A How to change the support of a probability density function?

[Ad VanderVen]

TL;DR Summary

Given the support [a, b] of a probability density function. How can I change the formula for the probability density function with a support [u, v]?

Given the support [a, b] of a probability density function. How can I change the formula for the probability density function with a support [u, v]? Example: Given the beta distribution with support [a=0,b=1]:
$$\frac{x^{p-1} (1-x)^{q-1}}{Beta(p,q)}$$
Then the beta distribution with support [u,v] is given by
$$\frac{(x-u)^{p-1} (v-x)^{q-1}}{Beta(p,q) (b-a)^{p+q-1}}$$
My question is how should you make the transformation for an arbitrary probability density function?

 

[mathman]

What is the nature of the transformation - simply shifting and stretching the interval? If so, the answer is yes, if done right.

 

[Ad VanderVen]

Yes, the nature of the transformation is simply shifting and stretching the interval, but my question was how should you make the transformation for an arbitrary probability density function?

 

[mjc123]

Define the variable y = (x-u)/(v-u), so 0≤y≤1
For slices of equal area, f(y)dy = f(x)dx
Hence f(x) = f(y).dy/dx = f(y)/(v-u)
Replace x by y in your first equation, and you get f(x) as your second equation. (I assume you meant (v-u) in the denominator, not (a-b).)

 

[Stephen Tashi]

Example: Given the beta distribution with support [a=0,b=1]:
$\frac{x^{p-1} (1-x)^{q-1}}{Beta(p,q)}$
Then the beta distribution with support [u,v] is given by
$\frac{(x-u)^{p-1} (v-x)^{q-1}}{Beta(p,q) (b-a)^{p+q-1}}$

did you mean $\frac{(x-u)^{p-1} (v-x)^{q-1}}{Beta(p,q)(v-u)^{p+q-1}}$ ?
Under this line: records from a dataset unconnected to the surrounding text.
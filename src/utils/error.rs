use thiserror::Error;

#[derive(Error, Debug)]
pub enum QiwiError {
    #[error("Unknown {kind}: {value}")]
    ParameterLookup { kind: &'static str, value: String },

    #[error("Invalid parameter '{field}' = '{value}': {reason}")]
    InvalidParameter {
        field: String,
        value: String,
        reason: String,
    },

    #[error("Transport error: {0}")]
    Transport(reqwest::Error),

    #[error("Request timed out: {0}")]
    Timeout(reqwest::Error),

    #[error("API error (HTTP {status}){}: {message}", code_suffix(.code))]
    Api {
        status: u16,
        code: Option<String>,
        message: String,
    },

    #[error("Deserialization error: {0}")]
    Deserialization(#[from] serde_json::Error),

    #[error("Unexpected field '{field}' for {model}")]
    UnexpectedField { model: &'static str, field: String },

    #[error("Unexpected response shape: expected {expected}")]
    UnexpectedShape { expected: &'static str },

    #[error("Session is closed")]
    SessionClosed,

    #[error("Invalid header: {0}")]
    InvalidHeader(String),

    #[error("IO error: {0}")]
    IoError(#[from] std::io::Error),

    #[error("Configuration error: {message}")]
    ConfigError { message: String },

    #[error("Invalid configuration value for '{field}' = '{value}': {reason}")]
    InvalidConfigValueError {
        field: String,
        value: String,
        reason: String,
    },

    #[error("Missing configuration: {field}")]
    MissingConfigError { field: String },
}

fn code_suffix(code: &Option<String>) -> String {
    code.as_ref().map(|c| format!(" [{}]", c)).unwrap_or_default()
}

impl From<reqwest::Error> for QiwiError {
    fn from(err: reqwest::Error) -> Self {
        if err.is_timeout() {
            QiwiError::Timeout(err)
        } else {
            QiwiError::Transport(err)
        }
    }
}

#[derive(Debug, Clone, Copy, PartialEq, Eq)]
pub enum ErrorCategory {
    Usage,
    Network,
    Api,
    Data,
    Configuration,
}

#[derive(Debug, Clone, Copy, PartialEq, Eq, PartialOrd, Ord)]
pub enum ErrorSeverity {
    Low,
    Medium,
    High,
    Critical,
}

impl QiwiError {
    pub fn category(&self) -> ErrorCategory {
        match self {
            QiwiError::ParameterLookup { .. }
            | QiwiError::InvalidParameter { .. }
            | QiwiError::SessionClosed => ErrorCategory::Usage,
            QiwiError::Transport(_) | QiwiError::Timeout(_) => ErrorCategory::Network,
            QiwiError::Api { .. } => ErrorCategory::Api,
            QiwiError::Deserialization(_)
            | QiwiError::UnexpectedField { .. }
            | QiwiError::UnexpectedShape { .. } => ErrorCategory::Data,
            QiwiError::InvalidHeader(_)
            | QiwiError::IoError(_)
            | QiwiError::ConfigError { .. }
            | QiwiError::InvalidConfigValueError { .. }
            | QiwiError::MissingConfigError { .. } => ErrorCategory::Configuration,
        }
    }

    pub fn severity(&self) -> ErrorSeverity {
        match self {
            QiwiError::Timeout(_) | QiwiError::Transport(_) => ErrorSeverity::Medium,
            QiwiError::Api { status, .. } if *status >= 500 => ErrorSeverity::Medium,
            QiwiError::Api { .. }
            | QiwiError::ParameterLookup { .. }
            | QiwiError::InvalidParameter { .. }
            | QiwiError::Deserialization(_)
            | QiwiError::UnexpectedField { .. }
            | QiwiError::UnexpectedShape { .. } => ErrorSeverity::High,
            QiwiError::SessionClosed
            | QiwiError::InvalidHeader(_)
            | QiwiError::IoError(_)
            | QiwiError::ConfigError { .. }
            | QiwiError::InvalidConfigValueError { .. }
            | QiwiError::MissingConfigError { .. } => ErrorSeverity::Critical,
        }
    }

    /// 是否為暫時性錯誤（呼叫端可自行決定是否重試）
    pub fn is_transient(&self) -> bool {
        self.severity() == ErrorSeverity::Medium
    }

    pub fn recovery_suggestion(&self) -> String {
        match self {
            QiwiError::ParameterLookup { kind, .. } => {
                format!("Check the {} value against the supported aliases", kind)
            }
            QiwiError::InvalidParameter { field, .. } => {
                format!("Adjust the '{}' argument and try again", field)
            }
            QiwiError::Transport(_) => "Check network connectivity and the API URL".to_string(),
            QiwiError::Timeout(_) => {
                "The API did not answer in time; increase timeout_seconds or retry later"
                    .to_string()
            }
            QiwiError::Api { status: 401, .. } | QiwiError::Api { status: 403, .. } => {
                "Check that the API token is valid and has the required permissions".to_string()
            }
            QiwiError::Api { status, .. } if *status >= 500 => {
                "The provider is having trouble; retry later".to_string()
            }
            QiwiError::Api { .. } => "Check the request arguments".to_string(),
            QiwiError::Deserialization(_)
            | QiwiError::UnexpectedField { .. }
            | QiwiError::UnexpectedShape { .. } => {
                "The API response format changed; update the client models".to_string()
            }
            QiwiError::SessionClosed => {
                "Create a new client; a closed session cannot be reused".to_string()
            }
            QiwiError::InvalidHeader(_) => {
                "Check the token and content type for invalid characters".to_string()
            }
            QiwiError::IoError(_) => "Check the file path and permissions".to_string(),
            QiwiError::ConfigError { .. }
            | QiwiError::InvalidConfigValueError { .. }
            | QiwiError::MissingConfigError { .. } => {
                "Fix the configuration file or command line arguments".to_string()
            }
        }
    }

    pub fn user_friendly_message(&self) -> String {
        match self {
            QiwiError::Api { status, message, .. } => {
                format!("QIWI API rejected the request ({}): {}", status, message)
            }
            QiwiError::Timeout(_) => "QIWI API request timed out".to_string(),
            QiwiError::Transport(_) => "Could not reach the QIWI API".to_string(),
            QiwiError::SessionClosed => "The client session was already closed".to_string(),
            other => other.to_string(),
        }
    }
}

pub type Result<T> = std::result::Result<T, QiwiError>;

#[cfg(test)]
mod tests {
    use super::*;

    #[test]
    fn test_api_error_display_includes_code() {
        let err = QiwiError::Api {
            status: 400,
            code: Some("QWPRC-220".to_string()),
            message: "Недостаточно средств".to_string(),
        };
        assert_eq!(
            err.to_string(),
            "API error (HTTP 400) [QWPRC-220]: Недостаточно средств"
        );
        assert_eq!(err.category(), ErrorCategory::Api);
        assert_eq!(err.severity(), ErrorSeverity::High);
    }

    #[test]
    fn test_server_errors_are_transient() {
        let err = QiwiError::Api {
            status: 503,
            code: None,
            message: "unavailable".to_string(),
        };
        assert!(err.is_transient());
        assert!(!QiwiError::SessionClosed.is_transient());
    }

    #[test]
    fn test_session_closed_is_usage_error() {
        let err = QiwiError::SessionClosed;
        assert_eq!(err.category(), ErrorCategory::Usage);
        assert_eq!(err.severity(), ErrorSeverity::Critical);
    }
}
but my question was how should you make the transformation for an arbitrary probability density function?

The phrase "make the transformation" is ambiguous even if you specify the transformation of coordinates has the form $x' = Ax + B$ and that $[a,b]$ is transformed to $[u,v]$.

Given a probability density $f(x)$ and a transformation of coordinates $T(x) = Ax + B$ such that $T(a) = u$ and $T(b) = v$, I think what you want is to define a probability density $g(x)$ satisfying the requirement that $\int_{u_1}^{v_1} g(x) dx = \int_{T^{-1}(u_1)}^{T^{-1}(v_1)} f(x) dx$ for all intervals $[u_1,v_1]$

The $g(x)$ satisfying that requirement is $g(x) = (1/A) f(T^{-1}(x)) = (1/A) f(\frac{x-B}{A})$

In the integral $\int_{T^{-1}(u_1)}^{T^{-1}(v_1)}(1/A) f(\frac{x-B}{A}) dx$ make the change of variables $y = T^{-1}(x) = \frac{x-B}{A}$ , $dy = \frac{dx}{A}$, $dx = A\ dy$.
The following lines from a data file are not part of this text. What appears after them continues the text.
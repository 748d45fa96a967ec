use tracing_subscriber::{layer::SubscriberExt, util::SubscriberInitExt, EnvFilter};

pub fn init_cli_logger(verbose: bool) {
    let filter = if verbose {
        EnvFilter::try_from_default_env()
            .unwrap_or_else(|_| EnvFilter::new("qiwi_client=debug,info"))
    } else {
        EnvFilter::try_from_default_env().unwrap_or_else(|_| EnvFilter::new("qiwi_client=info"))
    };

    tracing_subscriber::registry()
        .with(filter)
        .with(
            tracing_subscriber::fmt::layer()
                .with_target(false)
                .with_thread_ids(false)
                .with_file(false)
                .with_line_number(false)
                .with_writer(std::io::stderr)
                .compact(),
        )
        .init();
}

/// 結構化輸出，給收集 log 的環境使用
pub fn init_json_logger() {
    let filter =
        EnvFilter::try_from_default_env().unwrap_or_else(|_| EnvFilter::new("qiwi_client=info"));

    tracing_subscriber::registry()
        .with(filter)
        .with(
            tracing_subscriber::fmt::layer()
                .with_target(true)
                .with_thread_ids(false)
                .with_file(false)
                .with_line_number(false)
                .with_writer(std::io::stderr)
                .json(),
        )
        .init();
}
The integral is transformed to $\int_a^b (1/A) f(y)\ A dy = \int_a^b f(y)dy = \int_a^b f(x) dx$

(If $T$ was a more complicated transformation the choice $g(x) = (1/A) f(T^{-1}(x)$ might not work since a substitution might not produce the simple relation $dx = A\ dy$)

The conditions:
$T(a) = u = Aa + B$
$T(b) = v = Ab + B$
imply
$A = \frac{v - u}{b-a}$
$B = u - Aa = u - \frac{v-u}{b-a}(a)$